With rare exception, we find no added predictive benefit to evaluating more complex bulk metrics downstream of TMB. Akin to prior observations, incorporation of HLA genotype diversity adds slightly to the predictive capacity of TMB [58]. Given the added technical effort and costs required to perform these analyses, we conclude that TMB is likely the optimal bulk assessment of tumor variation among those tested, though inclusion of HLA diversity data may marginally improve estimates. However, such bulk measurements neglect the potential importance of individual cancer neoantigens, which recent evidence suggests may be the driving force behind response to cancer immunotherapy by eliciting tumor-antigen-specific T cell responses [59].

This study has several limitations. First, numerous sampling based assays have also been used to assess TMB (e.g., [2, 60, 61]); however, we did not evaluate these data in this study, instead focusing on whole exome sequencing data as the prevailing gold standard for accurate mutational assessment. Note that these targeted assays would not enable incorporation of HLA allelic diversity data into a predictive model. Note also that there is wide variability among TMB assay design, analysis, and performance, with the potential for overestimation of TMB when using gene-targeted assays [62]. Ultimately, along with the substantial variability among widely used targeted assays [11], and the futility of expecting universal adoption of a single technique, this study highlights the need for increased standardization of TMB interpretation, a subject of active pursuit by the TMB Harmonization Project [63]. Second, we did not compare TMB in this dataset with other potential predictors of immunotherapy response (e.g., based on gene expression [64] or copy number instability [65]); however, it is possible that TMB could be synergistic with such orthogonal metrics. Third, by virtue of the retrospective nature of these data and limited availability of whole exome sequencing cohorts, this study cannot be assumed to translate to emerging immunotherapies and instead is interpretable exclusively for αPD1 and αCTLA4 therapy.

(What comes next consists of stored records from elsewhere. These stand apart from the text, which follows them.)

use std::fmt::Debug;

use super::color::Color;
use super::terminal::Terminal;

/// The capability contract the search core consumes from a game's rule
/// engine. Board representation, legality and capture/terminal detection
/// all live behind this trait.
pub trait GameRules {
    type Move: Clone + Eq + Debug;
    type Board: Clone;

    /// Applies a move to a board, producing the resulting position.
    fn apply_move(&self, board: &Self::Board, mov: &Self::Move) -> Self::Board;

    /// Legal moves for the color opposing `prev`. Fails with a terminal
    /// signal instead of returning an empty list when the game is decided.
    fn legal_moves(
        &self,
        board: &Self::Board,
        prev: &Self::Move,
    ) -> Result<Vec<Self::Move>, Terminal>;

    fn move_color(&self, mov: &Self::Move) -> Color;
}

While this study is consistent with multiple prior reports demonstrating the importance of TMB in predicting immunotherapy response (e.g., [2, 66]), the caveats raised herein are of high concern for the field overall. Our collective emphasis on TMB is understandable given its relative ease of quantification using various techniques; however, it is indeed a dubious and indirect predictor. Tumors with higher TMB have been hypothesized to have more neoantigens that can be recognized by the immune system in response to checkpoint inhibition, yet the data presented here and data previously published [2] support the use of substantially different “absolute” TMB thresholds for immunotherapy response prediction across different diseases. Further, evidence suggests that other genomic factors, such as tumor purity and clonal heterogeneity, may further modulate the relationship between TMB and immunotherapy response [57, 67]. This suggests an added layer of as-of-yet undefined complexity not captured in the current bulk metrics, and likely related to disease-specific biology.

Conclusions

In conclusion, we find sufficient cause to suggest that the predictive clinical value of TMB should not be overstated or oversimplified. While it is readily quantified, TMB is at best a limited surrogate biomarker of immunotherapy response. The data confirms TMB as a reasonable predictor in non-small cell lung cancer, and a weak predictor in melanoma. The data does not support TMB in isolation as a predictive biomarker for RCC, though it may be feasibly combined with HLA allelic diversity to achieve marginal performance.

Supplementary information

Additional file 1: (225.4KB, xlsx)

Table S1. (summary of patient samples used for analysis), Table S2. (summary of patient clinical and DNA variant data), Table S3. (per-patient summary of driver variants and neoepitopes), Table S4. (modified neoepitope burdens), Table S5. (tumor-specific splice junction burdens), Table S6. (tumor-specific retained intron and retained intron epitope burdens), Table S7. (processed neoepitope burdens).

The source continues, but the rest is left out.